(RECORDED DATA begins)
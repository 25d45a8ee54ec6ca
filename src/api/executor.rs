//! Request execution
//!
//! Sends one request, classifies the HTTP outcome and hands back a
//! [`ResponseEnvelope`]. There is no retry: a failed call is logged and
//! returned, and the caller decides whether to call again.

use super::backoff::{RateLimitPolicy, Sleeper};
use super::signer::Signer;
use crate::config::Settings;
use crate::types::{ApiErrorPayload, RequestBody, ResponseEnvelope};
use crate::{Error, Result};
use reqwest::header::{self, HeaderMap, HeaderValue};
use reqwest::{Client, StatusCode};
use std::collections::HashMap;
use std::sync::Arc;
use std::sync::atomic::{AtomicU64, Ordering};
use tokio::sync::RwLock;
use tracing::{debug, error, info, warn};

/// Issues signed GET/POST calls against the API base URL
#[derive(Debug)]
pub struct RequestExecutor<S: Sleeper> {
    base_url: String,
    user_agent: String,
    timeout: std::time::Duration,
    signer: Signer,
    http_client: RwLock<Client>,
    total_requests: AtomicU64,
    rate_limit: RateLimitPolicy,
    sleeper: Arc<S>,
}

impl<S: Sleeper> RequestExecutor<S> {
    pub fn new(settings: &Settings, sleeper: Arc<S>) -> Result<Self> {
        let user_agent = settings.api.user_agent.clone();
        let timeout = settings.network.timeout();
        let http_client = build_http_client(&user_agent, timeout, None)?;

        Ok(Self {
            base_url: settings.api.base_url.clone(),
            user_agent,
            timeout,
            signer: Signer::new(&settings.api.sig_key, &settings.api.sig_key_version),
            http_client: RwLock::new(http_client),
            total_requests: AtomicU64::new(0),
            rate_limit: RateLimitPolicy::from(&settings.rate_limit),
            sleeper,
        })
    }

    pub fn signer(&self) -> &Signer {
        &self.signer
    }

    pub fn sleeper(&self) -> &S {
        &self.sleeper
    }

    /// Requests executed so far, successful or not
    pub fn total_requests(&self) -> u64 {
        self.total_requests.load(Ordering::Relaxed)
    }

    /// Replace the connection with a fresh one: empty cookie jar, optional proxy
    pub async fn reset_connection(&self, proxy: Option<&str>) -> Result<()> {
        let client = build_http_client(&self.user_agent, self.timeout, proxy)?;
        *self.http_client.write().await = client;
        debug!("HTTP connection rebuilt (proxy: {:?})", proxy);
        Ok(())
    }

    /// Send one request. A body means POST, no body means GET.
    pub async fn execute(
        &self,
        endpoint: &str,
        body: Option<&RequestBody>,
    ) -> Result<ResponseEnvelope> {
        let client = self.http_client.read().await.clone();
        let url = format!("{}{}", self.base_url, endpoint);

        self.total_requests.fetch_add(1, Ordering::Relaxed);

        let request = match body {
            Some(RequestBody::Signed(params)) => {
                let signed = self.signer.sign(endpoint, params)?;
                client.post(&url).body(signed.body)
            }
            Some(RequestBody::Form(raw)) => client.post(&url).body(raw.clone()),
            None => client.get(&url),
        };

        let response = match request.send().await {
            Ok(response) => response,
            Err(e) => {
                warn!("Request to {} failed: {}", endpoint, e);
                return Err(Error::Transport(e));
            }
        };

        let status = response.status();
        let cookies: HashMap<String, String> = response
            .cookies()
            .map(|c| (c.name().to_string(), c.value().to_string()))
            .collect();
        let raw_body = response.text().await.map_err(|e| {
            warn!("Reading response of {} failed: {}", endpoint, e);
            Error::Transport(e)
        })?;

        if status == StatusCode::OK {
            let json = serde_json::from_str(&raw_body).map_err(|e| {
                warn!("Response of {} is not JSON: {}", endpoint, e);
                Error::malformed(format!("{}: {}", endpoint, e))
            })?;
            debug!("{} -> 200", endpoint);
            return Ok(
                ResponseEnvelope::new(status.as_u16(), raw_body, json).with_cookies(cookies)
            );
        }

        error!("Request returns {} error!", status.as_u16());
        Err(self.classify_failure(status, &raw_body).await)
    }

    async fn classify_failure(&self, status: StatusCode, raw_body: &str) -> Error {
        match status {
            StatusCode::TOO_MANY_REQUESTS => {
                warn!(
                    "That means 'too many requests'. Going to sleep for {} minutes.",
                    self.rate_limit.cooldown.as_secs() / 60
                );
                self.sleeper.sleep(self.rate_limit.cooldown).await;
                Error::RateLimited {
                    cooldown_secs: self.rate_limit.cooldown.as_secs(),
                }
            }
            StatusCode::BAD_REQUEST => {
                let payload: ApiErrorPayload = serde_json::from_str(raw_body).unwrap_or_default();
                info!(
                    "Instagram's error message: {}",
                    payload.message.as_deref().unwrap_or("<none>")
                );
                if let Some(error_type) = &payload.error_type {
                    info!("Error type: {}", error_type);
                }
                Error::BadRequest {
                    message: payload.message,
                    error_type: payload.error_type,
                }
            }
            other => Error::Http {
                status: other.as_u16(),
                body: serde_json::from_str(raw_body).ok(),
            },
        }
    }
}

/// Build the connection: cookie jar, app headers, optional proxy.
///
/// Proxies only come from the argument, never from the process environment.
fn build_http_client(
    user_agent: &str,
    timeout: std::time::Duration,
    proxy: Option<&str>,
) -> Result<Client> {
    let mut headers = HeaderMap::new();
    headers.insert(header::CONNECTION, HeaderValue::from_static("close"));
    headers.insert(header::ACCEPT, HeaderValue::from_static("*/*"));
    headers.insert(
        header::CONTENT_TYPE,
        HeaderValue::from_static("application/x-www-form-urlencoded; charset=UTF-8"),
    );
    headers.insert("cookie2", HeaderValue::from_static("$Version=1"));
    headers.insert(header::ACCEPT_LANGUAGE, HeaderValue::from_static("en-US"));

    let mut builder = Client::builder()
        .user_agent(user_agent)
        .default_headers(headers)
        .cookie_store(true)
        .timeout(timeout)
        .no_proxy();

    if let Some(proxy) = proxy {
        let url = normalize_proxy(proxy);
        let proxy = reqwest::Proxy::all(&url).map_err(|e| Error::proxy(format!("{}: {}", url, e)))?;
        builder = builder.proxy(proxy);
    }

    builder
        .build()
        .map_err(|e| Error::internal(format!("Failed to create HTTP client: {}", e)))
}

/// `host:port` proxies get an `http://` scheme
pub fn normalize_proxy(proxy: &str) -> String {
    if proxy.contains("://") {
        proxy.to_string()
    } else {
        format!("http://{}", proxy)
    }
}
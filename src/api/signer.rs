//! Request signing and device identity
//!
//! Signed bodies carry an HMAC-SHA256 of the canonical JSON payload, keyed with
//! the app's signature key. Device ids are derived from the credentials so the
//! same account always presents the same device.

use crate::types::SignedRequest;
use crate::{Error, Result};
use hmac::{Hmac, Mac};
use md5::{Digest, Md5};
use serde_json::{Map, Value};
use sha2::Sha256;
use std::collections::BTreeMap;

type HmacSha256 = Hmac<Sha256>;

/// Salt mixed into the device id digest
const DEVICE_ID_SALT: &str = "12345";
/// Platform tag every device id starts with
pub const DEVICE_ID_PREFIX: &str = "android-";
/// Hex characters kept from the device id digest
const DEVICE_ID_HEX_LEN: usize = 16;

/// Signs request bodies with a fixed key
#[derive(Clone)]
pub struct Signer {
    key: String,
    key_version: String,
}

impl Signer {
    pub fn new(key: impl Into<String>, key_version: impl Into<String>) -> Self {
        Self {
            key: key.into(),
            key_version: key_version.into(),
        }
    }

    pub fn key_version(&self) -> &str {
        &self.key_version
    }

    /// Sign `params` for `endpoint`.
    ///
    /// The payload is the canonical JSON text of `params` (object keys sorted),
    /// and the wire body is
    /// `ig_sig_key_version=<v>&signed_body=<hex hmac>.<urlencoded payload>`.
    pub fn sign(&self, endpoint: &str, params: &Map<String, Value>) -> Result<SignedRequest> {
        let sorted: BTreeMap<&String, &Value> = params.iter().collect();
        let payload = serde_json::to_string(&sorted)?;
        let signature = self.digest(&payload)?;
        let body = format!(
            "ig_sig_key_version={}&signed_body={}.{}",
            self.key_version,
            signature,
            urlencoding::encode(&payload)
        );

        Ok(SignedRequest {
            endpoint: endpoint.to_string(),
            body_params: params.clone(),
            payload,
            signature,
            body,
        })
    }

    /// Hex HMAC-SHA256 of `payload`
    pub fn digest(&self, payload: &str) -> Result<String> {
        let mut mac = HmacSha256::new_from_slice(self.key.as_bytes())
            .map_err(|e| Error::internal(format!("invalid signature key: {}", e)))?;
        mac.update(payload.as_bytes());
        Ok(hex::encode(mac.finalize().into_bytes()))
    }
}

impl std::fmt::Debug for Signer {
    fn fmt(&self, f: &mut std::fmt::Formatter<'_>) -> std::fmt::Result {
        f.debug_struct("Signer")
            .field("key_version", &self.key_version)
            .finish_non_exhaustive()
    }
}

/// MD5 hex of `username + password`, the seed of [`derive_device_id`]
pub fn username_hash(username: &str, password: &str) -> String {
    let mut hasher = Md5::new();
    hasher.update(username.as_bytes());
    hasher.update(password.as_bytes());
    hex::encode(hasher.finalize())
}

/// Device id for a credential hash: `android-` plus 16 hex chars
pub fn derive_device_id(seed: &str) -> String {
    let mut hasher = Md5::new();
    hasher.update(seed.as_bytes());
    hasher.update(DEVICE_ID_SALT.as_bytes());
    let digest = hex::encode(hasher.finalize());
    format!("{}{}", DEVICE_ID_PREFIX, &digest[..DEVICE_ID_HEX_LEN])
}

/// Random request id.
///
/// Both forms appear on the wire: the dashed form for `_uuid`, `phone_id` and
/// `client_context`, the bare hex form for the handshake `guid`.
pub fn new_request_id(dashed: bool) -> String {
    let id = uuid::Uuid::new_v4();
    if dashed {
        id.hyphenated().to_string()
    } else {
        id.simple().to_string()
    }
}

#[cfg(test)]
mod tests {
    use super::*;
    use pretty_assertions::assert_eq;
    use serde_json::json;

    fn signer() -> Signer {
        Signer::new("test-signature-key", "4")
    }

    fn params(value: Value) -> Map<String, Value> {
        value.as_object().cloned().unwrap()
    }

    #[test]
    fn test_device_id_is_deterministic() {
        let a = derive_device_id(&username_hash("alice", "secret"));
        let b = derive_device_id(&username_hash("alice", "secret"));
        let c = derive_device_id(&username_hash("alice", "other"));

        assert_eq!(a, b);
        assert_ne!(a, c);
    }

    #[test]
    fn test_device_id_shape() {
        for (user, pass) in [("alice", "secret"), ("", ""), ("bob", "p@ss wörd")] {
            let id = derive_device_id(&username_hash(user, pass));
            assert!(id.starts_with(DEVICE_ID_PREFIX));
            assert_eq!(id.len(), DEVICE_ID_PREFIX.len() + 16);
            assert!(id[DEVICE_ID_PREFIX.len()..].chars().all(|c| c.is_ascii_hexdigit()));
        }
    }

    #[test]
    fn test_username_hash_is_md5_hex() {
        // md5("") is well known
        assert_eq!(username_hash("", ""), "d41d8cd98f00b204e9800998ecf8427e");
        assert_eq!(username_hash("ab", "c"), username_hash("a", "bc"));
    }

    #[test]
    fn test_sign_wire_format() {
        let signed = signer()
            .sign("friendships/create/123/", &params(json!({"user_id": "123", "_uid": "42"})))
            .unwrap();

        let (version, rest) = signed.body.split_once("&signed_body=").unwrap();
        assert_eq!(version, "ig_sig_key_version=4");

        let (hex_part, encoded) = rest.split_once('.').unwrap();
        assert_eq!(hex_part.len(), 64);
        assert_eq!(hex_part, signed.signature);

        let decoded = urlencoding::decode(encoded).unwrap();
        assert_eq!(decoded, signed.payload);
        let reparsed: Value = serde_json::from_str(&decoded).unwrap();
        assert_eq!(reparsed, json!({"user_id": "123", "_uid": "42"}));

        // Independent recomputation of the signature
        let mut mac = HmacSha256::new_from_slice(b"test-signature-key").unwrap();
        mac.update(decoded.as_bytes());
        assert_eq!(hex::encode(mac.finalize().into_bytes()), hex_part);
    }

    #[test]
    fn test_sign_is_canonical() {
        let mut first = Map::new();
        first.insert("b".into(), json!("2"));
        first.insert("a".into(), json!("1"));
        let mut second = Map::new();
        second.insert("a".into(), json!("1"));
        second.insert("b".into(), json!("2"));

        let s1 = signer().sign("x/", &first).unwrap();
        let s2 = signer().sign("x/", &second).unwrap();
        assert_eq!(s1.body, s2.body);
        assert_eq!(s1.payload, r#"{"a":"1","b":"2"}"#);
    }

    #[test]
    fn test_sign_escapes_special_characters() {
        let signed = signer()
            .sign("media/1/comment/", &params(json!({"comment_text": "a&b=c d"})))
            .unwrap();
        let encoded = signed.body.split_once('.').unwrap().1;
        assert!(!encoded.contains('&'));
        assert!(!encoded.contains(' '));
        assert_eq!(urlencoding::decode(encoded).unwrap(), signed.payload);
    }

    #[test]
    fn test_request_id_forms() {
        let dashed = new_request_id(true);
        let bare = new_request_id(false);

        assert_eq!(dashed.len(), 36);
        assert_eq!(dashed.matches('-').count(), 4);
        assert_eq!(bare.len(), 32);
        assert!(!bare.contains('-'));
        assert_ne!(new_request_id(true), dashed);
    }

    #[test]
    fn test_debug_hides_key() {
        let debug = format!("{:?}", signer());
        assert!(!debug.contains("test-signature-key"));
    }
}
(RECORDED DATA ends)
A complete answer gives every line of the records holding "HeaderMap".

● EXERCISE OUTPUT
use reqwest::header::{self, HeaderMap, HeaderValue};
    let mut headers = HeaderMap::new();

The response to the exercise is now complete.